1 Stata and R Markdown

1.1 Introduction

This is an introduction to writing dynamic documents using R Markdown to produce documents based on Stata. This process uses Rstudio (or just R) to create documents that depend upon Stata code.

1.2 Background

Markdown is a language for formatting not-too-complicated documents using just a few text symbols. It is designed to be easy to read and write. If you read and write email, you are probably already familiar with many of these formatting conventions. For more specifics about Markdown see John Gruber's Markdown article.

Dynamic Markdown has been implemented for a number of programming languages, including Stata and R. Within Stata there is a dynamic markdown package called stmd that relies on Stata's dyndoc command, as well as the user-written package markstat. Each has it's strengths and weaknesses.

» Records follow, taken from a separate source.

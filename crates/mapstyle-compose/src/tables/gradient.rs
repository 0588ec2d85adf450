//! Linear color gradients over a stepped numeric domain.

use mapstyle_model::ConditionTable;

use crate::color::Rgba;
use crate::condition::numeric_attribute;
use crate::tables::range::DEFAULT_MISSING_VALUE;

/// Upper bound on generated domain values.
pub const MAX_GRADIENT_STEPS: usize = 1024;

fn interpolate(start: u8, end: u8, index: usize, last: usize) -> u8 {
    let start = f64::from(start);
    let delta = f64::from(end) - start;
    (start + delta * index as f64 / last as f64).round().clamp(0.0, 255.0) as u8
}

/// `count` evenly spaced colors from `start` to `end`, as `#rrggbb`.
///
/// Each channel is `round(start + (end - start) * i / (count - 1))`.
/// A count of one returns the start color alone.
#[must_use]
pub fn gradient(start: &str, end: &str, count: usize) -> Vec<String> {
    let from = Rgba::parse_or_default(start);
    let to = Rgba::parse_or_default(end);
    match count {
        0 => Vec::new(),
        1 => vec![from.to_hex()],
        _ => {
            let last = count - 1;
            (0..count)
                .map(|i| {
                    Rgba::rgb(
                        interpolate(from.r, to.r, i, last),
                        interpolate(from.g, to.g, i, last),
                        interpolate(from.b, to.b, i, last),
                    )
                    .to_hex()
                })
                .collect()
        }
    }
}

/// Values from `min` to `max` inclusive, `step` apart.
///
/// Empty when any bound is missing or non-finite, `min >= max`,
/// `step >= max`, or `step` is not positive.
#[must_use]
pub fn gradient_domain(min: Option<f64>, max: Option<f64>, step: Option<f64>) -> Vec<f64> {
    let (Some(min), Some(max), Some(step)) = (min, max, step) else {
        return Vec::new();
    };
    if !(min.is_finite() && max.is_finite() && step.is_finite()) {
        return Vec::new();
    }
    if min >= max || step >= max || step <= 0.0 {
        return Vec::new();
    }

    let tolerance = step * 1e-9;
    let mut values = Vec::new();
    for index in 0u32.. {
        let value = min + step * f64::from(index);
        if value > max + tolerance {
            break;
        }
        if values.len() == MAX_GRADIENT_STEPS {
            tracing::warn!(
                min,
                max,
                step,
                limit = MAX_GRADIENT_STEPS,
                "Gradient domain truncated"
            );
            break;
        }
        values.push(value);
    }
    values
}

/// Threshold table pairing `domain[i]` with `colors[i]`.
///
/// Rows are emitted highest threshold first so the first `>=` match selects
/// the closest lower domain value.
#[must_use]
pub fn gradient_table(
    value_expr: &str,
    domain: &[f64],
    colors: &[String],
    default_color: &str,
) -> ConditionTable {
    let mut table = ConditionTable::new(Rgba::parse_or_default(default_color).to_expression());
    for (value, color) in domain.iter().zip(colors).rev() {
        table.push(
            format!("({value_expr} >= {value})"),
            Rgba::parse_or_default(color).to_expression(),
        );
    }
    table
}

/// Gradient table over a numeric attribute.
#[must_use]
pub fn gradient_color_table(
    attribute: &str,
    start_color: &str,
    end_color: &str,
    domain: &[f64],
    default_color: &str,
) -> ConditionTable {
    let colors = gradient(start_color, end_color, domain.len());
    let value = numeric_attribute(attribute, DEFAULT_MISSING_VALUE);
    gradient_table(&value, domain, &colors, default_color)
}
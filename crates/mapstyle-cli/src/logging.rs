//! Logging infrastructure using `tracing` and `tracing-subscriber`.
//!
//! # Log Levels
//!
//! - `error`: unreadable inputs, fatal errors
//! - `warn`: fallbacks such as default configuration or malformed metadata
//! - `info`: command progress
//! - `debug`: composition passes, skipped fragments
//! - `trace`: per-fragment merge detail
//!
//! # Usage
//!
//! ```ignore
//! use mapstyle_cli::logging::{init_logging, LogConfig};
//!
//! let config = LogConfig::default();
//! init_logging(&config).expect("init logging");
//! ```

use std::fs::OpenOptions;
use std::io::{self, Write};
use std::path::PathBuf;
use std::sync::{Arc, Mutex};

use tracing::level_filters::LevelFilter;
use tracing_subscriber::{
    EnvFilter,
    fmt::{self, MakeWriter},
    layer::SubscriberExt,
    util::SubscriberInitExt,
};

/// Crates whose events follow the configured level.
const OWN_CRATES: [&str; 4] = [
    "mapstyle_cli",
    "mapstyle_compose",
    "mapstyle_model",
    "mapstyle_runtime",
];

/// Configuration for logging behavior.
#[derive(Debug, Clone)]
pub struct LogConfig {
    /// Maximum level for this workspace's crates.
    pub level_filter: LevelFilter,
    /// Whether `RUST_LOG` may replace the configured filter.
    pub use_env_filter: bool,
    /// Whether to include timestamps in log output.
    pub with_timestamps: bool,
    /// Whether to include target (module path) in log output.
    pub with_target: bool,
    /// Whether to use ANSI colors in output.
    pub with_ansi: bool,
    /// Output format: "pretty", "compact", or "json".
    pub format: LogFormat,
    /// Optional log file path. When set, logs are written to the file.
    pub log_file: Option<PathBuf>,
}

/// Log output format.
#[derive(Debug, Clone, Copy, Default, PartialEq, Eq)]
pub enum LogFormat {
    /// Human-readable pretty format with colors.
    #[default]
    Pretty,
    /// Compact single-line format.
    Compact,
    /// JSON format for machine parsing.
    Json,
}

impl Default for LogConfig {
    fn default() -> Self {
        Self {
            level_filter: LevelFilter::WARN,
            use_env_filter: true,
            with_timestamps: false,
            with_target: false,
            with_ansi: true,
            format: LogFormat::default(),
            log_file: None,
        }
    }
}

impl LogConfig {
    #[must_use]
    pub fn with_level_filter(mut self, level_filter: LevelFilter) -> Self {
        self.level_filter = level_filter;
        self
    }

    #[must_use]
    pub fn with_format(mut self, format: LogFormat) -> Self {
        self.format = format;
        self
    }

    /// Set the log file path (writes to stderr when None).
    #[must_use]
    pub fn with_log_file(mut self, path: Option<PathBuf>) -> Self {
        self.log_file = path;
        self
    }
}

/// Initialize the global tracing subscriber with the given configuration.
///
/// This should be called once at application startup.
///
/// # Errors
///
/// Returns an error if the log file cannot be opened.
///
/// # Panics
///
/// Panics if called more than once.
pub fn init_logging(config: &LogConfig) -> io::Result<()> {
    if let Some(path) = &config.log_file {
        let file = OpenOptions::new().create(true).append(true).open(path)?;
        init_logging_with_writer(config, SharedFileWriter::new(file));
    } else {
        init_logging_with_writer(config, io::stderr);
    }
    Ok(())
}

/// Initialize logging with a custom writer.
pub fn init_logging_with_writer<W>(config: &LogConfig, writer: W)
where
    W: for<'writer> MakeWriter<'writer> + Send + Sync + 'static,
{
    let filter = build_env_filter(config);

    match config.format {
        LogFormat::Json => {
            let layer = fmt::layer()
                .json()
                .with_writer(writer)
                .with_target(config.with_target);

            tracing_subscriber::registry()
                .with(filter)
                .with(layer)
                .init();
        }
        LogFormat::Compact => {
            let layer = fmt::layer()
                .compact()
                .with_writer(writer)
                .with_ansi(config.with_ansi)
                .with_target(config.with_target);

            if config.with_timestamps {
                tracing_subscriber::registry()
                    .with(filter)
                    .with(layer)
                    .init();
            } else {
                tracing_subscriber::registry()
                    .with(filter)
                    .with(layer.without_time())
                    .init();
            }
        }
        LogFormat::Pretty => {
            let layer = fmt::layer()
                .with_writer(writer)
                .with_ansi(config.with_ansi)
                .with_target(config.with_target);

            if config.with_timestamps {
                tracing_subscriber::registry()
                    .with(filter)
                    .with(layer)
                    .init();
            } else {
                tracing_subscriber::registry()
                    .with(filter)
                    .with(layer.without_time())
                    .init();
            }
        }
    }
}

#[derive(Clone)]
struct SharedFileWriter {
    file: Arc<Mutex<std::fs::File>>,
}

impl SharedFileWriter {
    fn new(file: std::fs::File) -> Self {
        Self {
            file: Arc::new(Mutex::new(file)),
        }
    }
}

struct SharedFileGuard {
    file: Arc<Mutex<std::fs::File>>,
}

impl Write for SharedFileGuard {
    fn write(&mut self, buf: &[u8]) -> io::Result<usize> {
        let mut guard = self
            .file
            .lock()
            .map_err(|_| io::Error::other("log file lock poisoned"))?;
        guard.write(buf)
    }

    fn flush(&mut self) -> io::Result<()> {
        let mut guard = self
            .file
            .lock()
            .map_err(|_| io::Error::other("log file lock poisoned"))?;
        guard.flush()
    }
}

impl<'a> MakeWriter<'a> for SharedFileWriter {
    type Writer = SharedFileGuard;

    fn make_writer(&'a self) -> Self::Writer {
        SharedFileGuard {
            file: Arc::clone(&self.file),
        }
    }
}

/// Directive string applying `level` to this workspace's crates.
///
/// External crates stay at `warn`.
pub fn filter_directives(level: LevelFilter) -> String {
    let level = level.to_string().to_lowercase();
    let mut directives = vec!["warn".to_string()];
    directives.extend(OWN_CRATES.iter().map(|krate| format!("{krate}={level}")));
    directives.join(",")
}

fn build_env_filter(config: &LogConfig) -> EnvFilter {
    let configured = || EnvFilter::new(filter_directives(config.level_filter));
    if config.use_env_filter {
        EnvFilter::try_from_default_env().unwrap_or_else(|_| configured())
    } else {
        configured()
    }
}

The system I will describe here is intended primarily for those of us who are already using R Markdown to write documentation in other languages, and would like to use this for Stata as well.

R Markdown is a dynamic markdown system that extends Markdown by allowing you to include blocks of code in one of several programming languages. The code is evaluated, and both the code and it's results are included in a Markdown document. To read more about the details of R Markdown see RStudio's R Markdown webpages

RStudio uses an R package called knitr (this could also be called directly from R), which includes the ability to evaluate Stata.

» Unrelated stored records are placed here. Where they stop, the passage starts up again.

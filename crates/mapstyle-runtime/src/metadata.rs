//! Attribute metadata sources.
//!
//! Metadata documents look like
//! `{"attributes": {"計測高さ": {"min": 0, "max": 310.5}, "用途": {"values": ["業務施設"]}}}`.

use std::collections::{BTreeMap, HashMap};
use std::future::Future;
use std::path::PathBuf;

use mapstyle_compose::AttributeDomain;
use serde::Deserialize;
use serde_json::Value;

use crate::error::{Result, RuntimeError};

/// Asynchronous source of attribute metadata documents.
pub trait MetadataSource: Send + Sync + 'static {
    fn fetch_metadata(&self, dataset_id: &str) -> impl Future<Output = Result<String>> + Send;
}

#[derive(Debug, Deserialize)]
struct MetadataDocument {
    #[serde(default)]
    attributes: BTreeMap<String, RawDomain>,
}

#[derive(Debug, Default, Deserialize)]
#[serde(default)]
struct RawDomain {
    min: Option<f64>,
    max: Option<f64>,
    values: Vec<Value>,
}

fn value_label(value: Value) -> String {
    match value {
        Value::String(text) => text,
        other => other.to_string(),
    }
}

/// Parse a metadata document into attribute domains.
///
/// Malformed documents yield no attributes.
pub fn parse_attribute_domains(json: &str) -> Vec<AttributeDomain> {
    match serde_json::from_str::<MetadataDocument>(json) {
        Ok(document) => document
            .attributes
            .into_iter()
            .map(|(name, raw)| AttributeDomain {
                name,
                min: raw.min,
                max: raw.max,
                values: raw.values.into_iter().map(value_label).collect(),
            })
            .collect(),
        Err(error) => {
            tracing::warn!(error = %error, "Malformed metadata document, no attributes used");
            Vec::new()
        }
    }
}

/// Metadata documents held in memory, keyed by dataset id.
#[derive(Debug, Clone, Default)]
pub struct StaticMetadata {
    documents: HashMap<String, String>,
}

impl StaticMetadata {
    pub fn new() -> Self {
        Self::default()
    }

    pub fn with_document(mut self, dataset_id: impl Into<String>, json: impl Into<String>) -> Self {
        self.documents.insert(dataset_id.into(), json.into());
        self
    }
}

impl MetadataSource for StaticMetadata {
    async fn fetch_metadata(&self, dataset_id: &str) -> Result<String> {
        self.documents
            .get(dataset_id)
            .cloned()
            .ok_or_else(|| RuntimeError::Metadata {
                dataset_id: dataset_id.to_string(),
                message: "no metadata document".to_string(),
            })
    }
}

/// Metadata read from one JSON file for every dataset.
#[derive(Debug, Clone)]
pub struct FileMetadata {
    path: PathBuf,
}

impl FileMetadata {
    pub fn new(path: impl Into<PathBuf>) -> Self {
        Self { path: path.into() }
    }
}

impl MetadataSource for FileMetadata {
    async fn fetch_metadata(&self, dataset_id: &str) -> Result<String> {
        let path = self.path.clone();
        tokio::task::spawn_blocking(move || {
            std::fs::read_to_string(&path).map_err(|source| RuntimeError::Io {
                operation: "read",
                path,
                source,
            })
        })
        .await
        .map_err(|error| RuntimeError::Metadata {
            dataset_id: dataset_id.to_string(),
            message: error.to_string(),
        })?
    }
}
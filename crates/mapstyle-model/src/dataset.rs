use serde::{Deserialize, Serialize};

use crate::error::Result;
use crate::module::StyleModule;

/// One selectable data source of a dataset.
#[derive(Debug, Clone, PartialEq, Serialize, Deserialize)]
pub struct ConfigVariant {
    pub name: String,
    pub url: String,
    #[serde(default, rename = "type", skip_serializing_if = "Option::is_none")]
    pub format: Option<String>,
}

#[derive(Debug, Clone, PartialEq, Default, Serialize, Deserialize)]
pub struct DatasetConfig {
    #[serde(default)]
    pub data: Vec<ConfigVariant>,
}

/// A dataset with its ordered style modules and selection state.
#[derive(Debug, Clone, PartialEq, Default, Serialize, Deserialize)]
#[serde(rename_all = "camelCase")]
pub struct Dataset {
    pub id: String,
    #[serde(default)]
    pub modules: Vec<StyleModule>,
    #[serde(default, skip_serializing_if = "Option::is_none")]
    pub selected_group: Option<String>,
    #[serde(default, skip_serializing_if = "Option::is_none")]
    pub selected_dataset_variant: Option<ConfigVariant>,
    #[serde(default, skip_serializing_if = "Option::is_none")]
    pub config: Option<DatasetConfig>,
}

impl Dataset {
    pub fn new(id: impl Into<String>) -> Self {
        Self {
            id: id.into(),
            ..Default::default()
        }
    }

    pub fn from_json_str(json: &str) -> Result<Self> {
        Ok(serde_json::from_str(json)?)
    }

    #[must_use]
    pub fn with_modules(mut self, modules: Vec<StyleModule>) -> Self {
        self.modules = modules;
        self
    }

    /// Whether more than one data variant is configured.
    #[must_use]
    pub fn is_multi_variant(&self) -> bool {
        self.config.as_ref().is_some_and(|config| config.data.len() > 1)
    }

    #[must_use]
    pub fn module(&self, id: &str) -> Option<&StyleModule> {
        self.modules.iter().find(|module| module.id == id)
    }

    /// Insert a module, replacing an existing one with the same id in place.
    pub fn upsert_module(&mut self, module: StyleModule) {
        match self.modules.iter_mut().find(|existing| existing.id == module.id) {
            Some(existing) => *existing = module,
            None => self.modules.push(module),
        }
    }

    /// Remove a module by id, returning it.
    pub fn remove_module(&mut self, id: &str) -> Option<StyleModule> {
        let index = self.modules.iter().position(|module| module.id == id)?;
        Some(self.modules.remove(index))
    }

    /// Select a variant by name. Unknown names clear the selection.
    pub fn select_variant(&mut self, name: &str) {
        self.selected_dataset_variant = self
            .config
            .as_ref()
            .and_then(|config| config.data.iter().find(|variant| variant.name == name))
            .cloned();
    }
}

#[cfg(test)]
mod tests {
    use super::*;
    use crate::module::{ModuleSettings, SwitchDatasetSettings};

    fn variant(name: &str) -> ConfigVariant {
        ConfigVariant {
            name: name.to_string(),
            url: format!("https://example.com/{name}/tileset.json"),
            format: Some("3dtiles".to_string()),
        }
    }

    #[test]
    fn multi_variant_requires_two_entries() {
        let mut dataset = Dataset::new("d1");
        assert!(!dataset.is_multi_variant());
        dataset.config = Some(DatasetConfig {
            data: vec![variant("lod1")],
        });
        assert!(!dataset.is_multi_variant());
        dataset.config = Some(DatasetConfig {
            data: vec![variant("lod1"), variant("lod2")],
        });
        assert!(dataset.is_multi_variant());
    }

    #[test]
    fn select_variant_holds_at_most_one() {
        let mut dataset = Dataset::new("d1");
        dataset.config = Some(DatasetConfig {
            data: vec![variant("lod1"), variant("lod2")],
        });
        dataset.select_variant("lod2");
        assert_eq!(
            dataset.selected_dataset_variant.as_ref().map(|v| v.name.as_str()),
            Some("lod2")
        );
        dataset.select_variant("missing");
        assert!(dataset.selected_dataset_variant.is_none());
    }

    #[test]
    fn upsert_and_remove_module() {
        let mut dataset = Dataset::new("d1");
        let module = StyleModule::new("sd", ModuleSettings::SwitchDataset(SwitchDatasetSettings {}));
        dataset.upsert_module(module.clone());
        dataset.upsert_module(module.clone().with_group("g1"));
        assert_eq!(dataset.modules.len(), 1);
        assert_eq!(dataset.modules[0].group.as_deref(), Some("g1"));
        assert!(dataset.remove_module("sd").is_some());
        assert!(dataset.remove_module("sd").is_none());
    }
}
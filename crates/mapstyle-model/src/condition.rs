//! Structured conditions evaluated by the renderer.

use serde::{Deserialize, Serialize};
use serde_json::Value;

/// Comparison operator of a [`Condition`].
#[derive(Debug, Clone, Copy, PartialEq, Eq, Hash, Serialize, Deserialize)]
pub enum Operator {
    #[serde(rename = "===")]
    Equal,
    #[serde(rename = "!==")]
    NotEqual,
    #[serde(rename = ">")]
    Greater,
    #[serde(rename = "<")]
    Less,
    #[serde(rename = ">=")]
    GreaterOrEqual,
    #[serde(rename = "<=")]
    LessOrEqual,
}

impl Operator {
    /// Operator token in the renderer expression language.
    #[must_use]
    pub fn as_str(&self) -> &'static str {
        match self {
            Self::Equal => "===",
            Self::NotEqual => "!==",
            Self::Greater => ">",
            Self::Less => "<",
            Self::GreaterOrEqual => ">=",
            Self::LessOrEqual => "<=",
        }
    }
}

/// One side of a comparison.
///
/// Either a reference to a feature attribute, resolved by the renderer at
/// evaluation time, or a literal value.
#[derive(Debug, Clone, PartialEq, Serialize, Deserialize)]
#[serde(untagged)]
pub enum Operand {
    Field { field: String },
    Literal(Value),
}

impl Operand {
    pub fn field(name: impl Into<String>) -> Self {
        Self::Field { field: name.into() }
    }

    pub fn literal(value: impl Into<Value>) -> Self {
        Self::Literal(value.into())
    }
}

/// A single comparison `operand operator value`.
#[derive(Debug, Clone, PartialEq, Serialize, Deserialize)]
pub struct Condition {
    /// Identifier of the condition within its owning module.
    pub key: String,
    pub operator: Operator,
    pub operand: Operand,
    pub value: Operand,
}

impl Condition {
    pub fn new(key: impl Into<String>, operand: Operand, operator: Operator, value: Operand) -> Self {
        Self {
            key: key.into(),
            operator,
            operand,
            value,
        }
    }
}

The documentation for knitr can be found in R's Help, from Yihui Xie's web page, or in the book, R Markdown: The Definitive Guide.

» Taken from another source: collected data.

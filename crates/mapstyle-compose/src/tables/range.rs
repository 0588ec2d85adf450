//! Numeric-range attribute → color lookups.

use mapstyle_model::ConditionTable;

use crate::color::Rgba;
use crate::condition::{compile_range, numeric_attribute};

/// Substitution used when the numeric attribute is absent, empty, or NaN.
pub const DEFAULT_MISSING_VALUE: f64 = 1.0;

/// Inclusive `[lo, hi]` band and its color.
#[derive(Debug, Clone, Copy, PartialEq)]
pub struct RangeColor<'a> {
    pub lo: f64,
    pub hi: f64,
    pub color: &'a str,
}

const fn band(lo: f64, hi: f64, color: &'static str) -> RangeColor<'static> {
    RangeColor { lo, hi, color }
}

pub const HEIGHT_ATTRIBUTE: &str = "計測高さ";

/// Measured height bands in meters.
pub const HEIGHT_BANDS: &[RangeColor<'static>] = &[
    band(0.0, 12.0, "#f1f5fb"),
    band(12.0, 31.0, "#b3d1ef"),
    band(31.0, 60.0, "#6ba4dd"),
    band(60.0, 120.0, "#2f74c4"),
    band(120.0, 180.0, "#17479a"),
    band(180.0, 10_000.0, "#0b2468"),
];

/// Flood depth ranks, 1 (under 0.5m) through 6 (20m and above).
pub const FLOOD_RANK: &[RangeColor<'static>] = &[
    band(1.0, 1.0, "#f7f5a9"),
    band(2.0, 2.0, "#ffd8c0"),
    band(3.0, 3.0, "#ffb7b7"),
    band(4.0, 4.0, "#ff9191"),
    band(5.0, 5.0, "#f285c9"),
    band(6.0, 6.0, "#dc7adc"),
];

/// Build a range table over `attribute`.
///
/// Bands are emitted most extreme first (descending lower bound) because the
/// renderer takes the first matching row. `missing_value` replaces absent or
/// non-numeric attributes, [`DEFAULT_MISSING_VALUE`] when `None`.
#[must_use]
pub fn numeric_range_table(
    attribute: &str,
    ranges: &[RangeColor<'_>],
    missing_value: Option<f64>,
    default_color: &str,
) -> ConditionTable {
    let value = numeric_attribute(attribute, missing_value.unwrap_or(DEFAULT_MISSING_VALUE));
    let mut ordered: Vec<&RangeColor<'_>> = ranges.iter().collect();
    ordered.sort_by(|a, b| b.lo.total_cmp(&a.lo));

    let mut table = ConditionTable::new(Rgba::parse_or_default(default_color).to_expression());
    for range in ordered {
        table.push(
            compile_range(&value, range.lo, range.hi),
            Rgba::parse_or_default(range.color).to_expression(),
        );
    }
    table
}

Finally, I use some helper functions in a package called Statamarkdown. While these are not necessary to write dynamic documents based on Stata, they make life easier.

1.3 Install Statamarkdown

Statamarkdown can be installed from github.com. (See section 2, Installing Statamarkdown, for more installation options.)

library(devtools) # you may also need to install devtools
install_github("hemken/Statamarkdown")

Note, RStudio is a great environment for writing Markdown with executable R code chunks, but it is not a friendly environment for extensively debugging problems in your Stata code. If your Stata code is complicated, you should probably work out the details in Stata first, then pull it into RStudio to develop your documentation!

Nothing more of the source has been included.